● TASK
The word "impl" marks the lines to copy; find all of them in the entries below.

● RECORDS FOR THIS EXERCISE
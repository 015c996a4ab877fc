use std::sync::Arc;

use thiserror::Error;
use time::OffsetDateTime;
use tracing::{info, warn};
use uuid::Uuid;

use crate::db::models::{
    Appointment, AppointmentStatus, BlockedSlot, DateRange, InvalidInterval, NewAppointment,
    NewBlockedSlot, TimeInterval, UpdateAppointmentPayload, UserRole,
};
use crate::db::repositories::{SlotStore, UserDirectory};
use crate::db::StoreError;

use super::availability::{self, Availability};
use super::lifecycle::{self, LifecycleError};

#[derive(Debug, Error)]
pub enum BookingError {
    #[error("dentist not found")]
    UnknownDentist,

    #[error("user {0} does not have the dentist role")]
    InvalidDentist(Uuid),

    #[error("only dentists can block time slots")]
    NotADentist(Uuid),

    #[error("email is already registered under a different role")]
    RoleConflict,

    #[error("slot unavailable: {0}")]
    SlotUnavailable(StoreError),

    #[error("appointment or blocked slot not found")]
    NotFound,

    #[error("blocked slot belongs to another dentist")]
    Forbidden,

    #[error(transparent)]
    InvalidInterval(#[from] InvalidInterval),

    #[error(transparent)]
    Lifecycle(#[from] LifecycleError),
}

impl From<StoreError> for BookingError {
    fn from(err: StoreError) -> Self {
        match err {
            StoreError::SlotBooked | StoreError::SlotBlocked => BookingError::SlotUnavailable(err),
            StoreError::NotFound => BookingError::NotFound,
            StoreError::Forbidden => BookingError::Forbidden,
        }
    }
}

/// Validates and commits bookings and blocked slots against the slot store.
/// Holds explicitly passed handles to the store and the user directory; one
/// instance serves the whole application.
pub struct BookingService {
    store: Arc<SlotStore>,
    directory: Arc<dyn UserDirectory>,
}

impl BookingService {
    pub fn new(store: Arc<SlotStore>, directory: Arc<dyn UserDirectory>) -> Self {
        Self { store, directory }
    }

    /// Book a new appointment. The dentist must exist with the dentist role;
    /// the customer is looked up by email or provisioned on the fly (a
    /// documented side effect: the directory issues a temporary credential
    /// for brand-new accounts). New appointments start out `Pending`.
    pub async fn create_appointment(
        &self,
        request: NewAppointment,
    ) -> Result<Appointment, BookingError> {
        let dentist = self
            .directory
            .find_by_id(request.dentist_id)
            .await
            .ok_or(BookingError::UnknownDentist)?;
        if dentist.role != UserRole::Dentist {
            return Err(BookingError::InvalidDentist(dentist.id));
        }

        let customer = self
            .directory
            .find_or_create_customer(&request.customer_email, &request.customer_name)
            .await
            .map_err(|_| BookingError::RoleConflict)?;
        if customer.is_new() {
            info!(
                customer_id = %customer.user.id,
                "new customer account provisioned during booking"
            );
        }

        let interval = TimeInterval::new(request.date, request.start_time, request.end_time)?;
        let now = OffsetDateTime::now_utc();
        let appointment = Appointment {
            id: Uuid::new_v4(),
            dentist_id: dentist.id,
            customer_id: customer.user.id,
            interval,
            reason: request.reason,
            notes: request.notes,
            status: AppointmentStatus::Pending,
            created_at: now,
            updated_at: now,
        };

        let appointment = self.store.insert_appointment(appointment).await.map_err(
            |err| {
                warn!(dentist_id = %dentist.id, %err, "booking rejected");
                BookingError::from(err)
            },
        )?;
        info!(
            appointment_id = %appointment.id,
            dentist_id = %appointment.dentist_id,
            "appointment booked"
        );
        Ok(appointment)
    }

    /// Reserve a personal/unavailable interval for a dentist. Blocking is
    /// refused outright when a live appointment already claims the interval.
    pub async fn block_slot(
        &self,
        dentist_id: Uuid,
        request: NewBlockedSlot,
    ) -> Result<BlockedSlot, BookingError> {
        let dentist = self
            .directory
            .find_by_id(dentist_id)
            .await
            .ok_or(BookingError::UnknownDentist)?;
        if dentist.role != UserRole::Dentist {
            return Err(BookingError::NotADentist(dentist_id));
        }

        let interval = TimeInterval::new(request.date, request.start_time, request.end_time)?;
        let slot = BlockedSlot {
            id: Uuid::new_v4(),
            dentist_id,
            interval,
            reason: request.reason,
            created_at: OffsetDateTime::now_utc(),
        };

        let slot = self.store.insert_blocked(slot).await?;
        info!(slot_id = %slot.id, %dentist_id, "time slot blocked");
        Ok(slot)
    }

    /// Remove a blocked slot; only its owner may do so.
    pub async fn unblock_slot(
        &self,
        slot_id: Uuid,
        requesting_dentist: Uuid,
    ) -> Result<(), BookingError> {
        self.store.remove_blocked(slot_id, requesting_dentist).await?;
        info!(%slot_id, dentist_id = %requesting_dentist, "time slot unblocked");
        Ok(())
    }

    /// Busy view for a dentist over an optional date range.
    pub async fn availability(&self, dentist_id: Uuid, range: DateRange) -> Availability {
        availability::resolve(&self.store, dentist_id, &range).await
    }

    pub async fn blocked_slots(&self, dentist_id: Uuid, range: DateRange) -> Vec<BlockedSlot> {
        self.store.list_blocked(dentist_id, &range).await
    }

    pub async fn appointment(&self, id: Uuid) -> Result<Appointment, BookingError> {
        Ok(self.store.get_appointment(id).await?)
    }

    /// Apply a lifecycle update. The transition check runs under the same
    /// write lock as the mutation, so a concurrent cancellation cannot be
    /// overwritten by a stale confirm.
    pub async fn update_appointment(
        &self,
        id: Uuid,
        payload: UpdateAppointmentPayload,
        actor: UserRole,
    ) -> Result<Appointment, BookingError> {
        let requested = payload.status;
        let outcome = self
            .store
            .update_appointment(id, |appointment| {
                lifecycle::check_transition(appointment.status, requested, actor)?;
                if let Some(status) = requested {
                    appointment.status = status;
                }
                if let Some(reason) = payload.reason.clone() {
                    appointment.reason = reason;
                }
                if let Some(notes) = payload.notes.clone() {
                    appointment.notes = Some(notes);
                }
                Ok(())
            })
            .await?;

        let updated = outcome.map_err(BookingError::Lifecycle)?;
        if updated.status == AppointmentStatus::Cancelled {
            info!(appointment_id = %id, "appointment cancelled; interval freed");
        }
        Ok(updated)
    }

    /// Administrative hard delete, not part of the standard flow.
    pub async fn delete_appointment(&self, id: Uuid) -> Result<(), BookingError> {
        self.store.remove_appointment(id).await?;
        warn!(appointment_id = %id, "appointment hard-deleted");
        Ok(())
    }

    pub async fn dentist_appointments(&self, dentist_id: Uuid) -> Vec<Appointment> {
        self.store.appointments_for_dentist(dentist_id).await
    }

    pub async fn customer_appointments(&self, customer_id: Uuid) -> Vec<Appointment> {
        self.store.appointments_for_customer(customer_id).await
    }

    pub async fn all_appointments(&self) -> Vec<Appointment> {
        self.store.all_appointments().await
    }
}
use axum::{
    routing::{delete, get},
    Router,
};

use super::handlers::{block_slot, get_availability, list_blocked_slots, unblock_slot};
use crate::app_state::AppState;

pub fn dentist_routes() -> Router<AppState> {
    Router::new()
        .route("/{id}/availability", get(get_availability))
        .route(
            "/{id}/blocked-slots",
            get(list_blocked_slots).post(block_slot),
        )
        .route("/{id}/blocked-slots/{slot_id}", delete(unblock_slot))
}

● SOLUTION FOR THIS EXERCISE
impl From<StoreError> for BookingError {
impl BookingService {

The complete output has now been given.